A tagset is a list of part-of-speech tags (POS tags for short), i.e. labels used to indicate the part of speech and sometimes also other grammatical categories (case, tense etc.) of each token in a text corpus.
MGNN Tagalog part of speech tagset
Tagalog corpora in Sketch Engine are available with the MGNN Tagalog part-of-speech tagset. This PoS tagset is used by Stanford parser with the Filipino tagger model.
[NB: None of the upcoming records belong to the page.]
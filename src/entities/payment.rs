use sea_orm::entity::prelude::*;
use serde::{Deserialize, Serialize};

#[derive(Debug, Clone, Copy, PartialEq, Eq, Hash, EnumIter, DeriveActiveEnum, Serialize, Deserialize)]
#[sea_orm(rs_type = "String", db_type = "String(StringLen::N(20))")]
#[serde(rename_all = "SCREAMING_SNAKE_CASE")]
pub enum PaymentMethod {
    #[sea_orm(string_value = "MANUAL")]
    Manual,
}

#[derive(Debug, Clone, Copy, PartialEq, Eq, Hash, EnumIter, DeriveActiveEnum, Serialize, Deserialize)]
#[sea_orm(rs_type = "String", db_type = "String(StringLen::N(20))")]
#[serde(rename_all = "SCREAMING_SNAKE_CASE")]
pub enum PaymentStatus {
    #[sea_orm(string_value = "COMPLETED")]
    Completed,
}

#[derive(Clone, Debug, PartialEq, DeriveEntityModel, Serialize, Deserialize)]
#[sea_orm(table_name = "payment")]
pub struct Model {
    #[sea_orm(primary_key, auto_increment = false)]
    pub id: Uuid,
    pub booking_id: Uuid,
    pub amount: f64,
    pub method: PaymentMethod,
    pub status: PaymentStatus,
    pub created_at: DateTimeWithTimeZone,
}

#[derive(Copy, Clone, Debug, EnumIter, DeriveRelation)]
pub enum Relation {
    #[sea_orm(
        belongs_to = "super::booking::Entity",
        from = "Column::BookingId",
        to = "super::booking::Column::Id"
    )]
    Booking,
}

impl Related<super::booking::Entity> for Entity {
    fn to() -> RelationDef {
        Relation::Booking.def()
    }
}

impl ActiveModelBehavior for ActiveModel {}
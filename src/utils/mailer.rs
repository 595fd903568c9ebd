//! Outbound mail. Delivery is an external concern; the mailer records every
//! message as a structured tracing event so the flows that depend on mail
//! (email verification, agent invites, password reset codes) stay observable
//! without an SMTP transport.

#[derive(Debug)]
pub struct OutgoingMail {
    pub to: String,
    pub subject: String,
    pub template: &'static str,
    pub body: String,
}

#[derive(Clone, Default)]
pub struct Mailer;

impl Mailer {
    pub fn send(&self, mail: OutgoingMail) {
        tracing::info!(
            to = %mail.to,
            subject = %mail.subject,
            template = mail.template,
            body = %mail.body,
            "sending mail"
        );
    }

    pub fn send_verification(&self, to: &str, full_name: &str, token: &str) {
        self.send(OutgoingMail {
            to: to.to_string(),
            subject: "Verify Your Email - Car Rental".to_string(),
            template: "verify-email",
            body: format!(
                "Hi {}, verify your email: /api/auth/verify-email?token={}",
                full_name, token
            ),
        });
    }

    pub fn send_agent_invite(&self, to: &str, full_name: &str, temp_password: &str) {
        self.send(OutgoingMail {
            to: to.to_string(),
            subject: "Agent Account Created".to_string(),
            template: "agent-invite",
            body: format!(
                "Hi {}, your agent account is ready. Temporary password: {}",
                full_name, temp_password
            ),
        });
    }

    pub fn send_reset_code(&self, to: &str, full_name: &str, code: &str) {
        self.send(OutgoingMail {
            to: to.to_string(),
            subject: "Password Reset Code".to_string(),
            template: "reset-code",
            body: format!("Hi {}, your password reset code is {}", full_name, code),
        });
    }

    pub fn send_password_changed(&self, to: &str, full_name: &str) {
        self.send(OutgoingMail {
            to: to.to_string(),
            subject: "Password Changed Successfully".to_string(),
            template: "password-changed",
            body: format!("Hi {}, your password was changed.", full_name),
        });
    }
}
Stanford parser was created by The Natural Language Processing Group at Stanford University.
An Example of a tag in the CQL concordance search box: [tag="NN.*"]
finds all nouns, e.g. papel, Pilipino, (note: please make sure that you use straight double quotation marks)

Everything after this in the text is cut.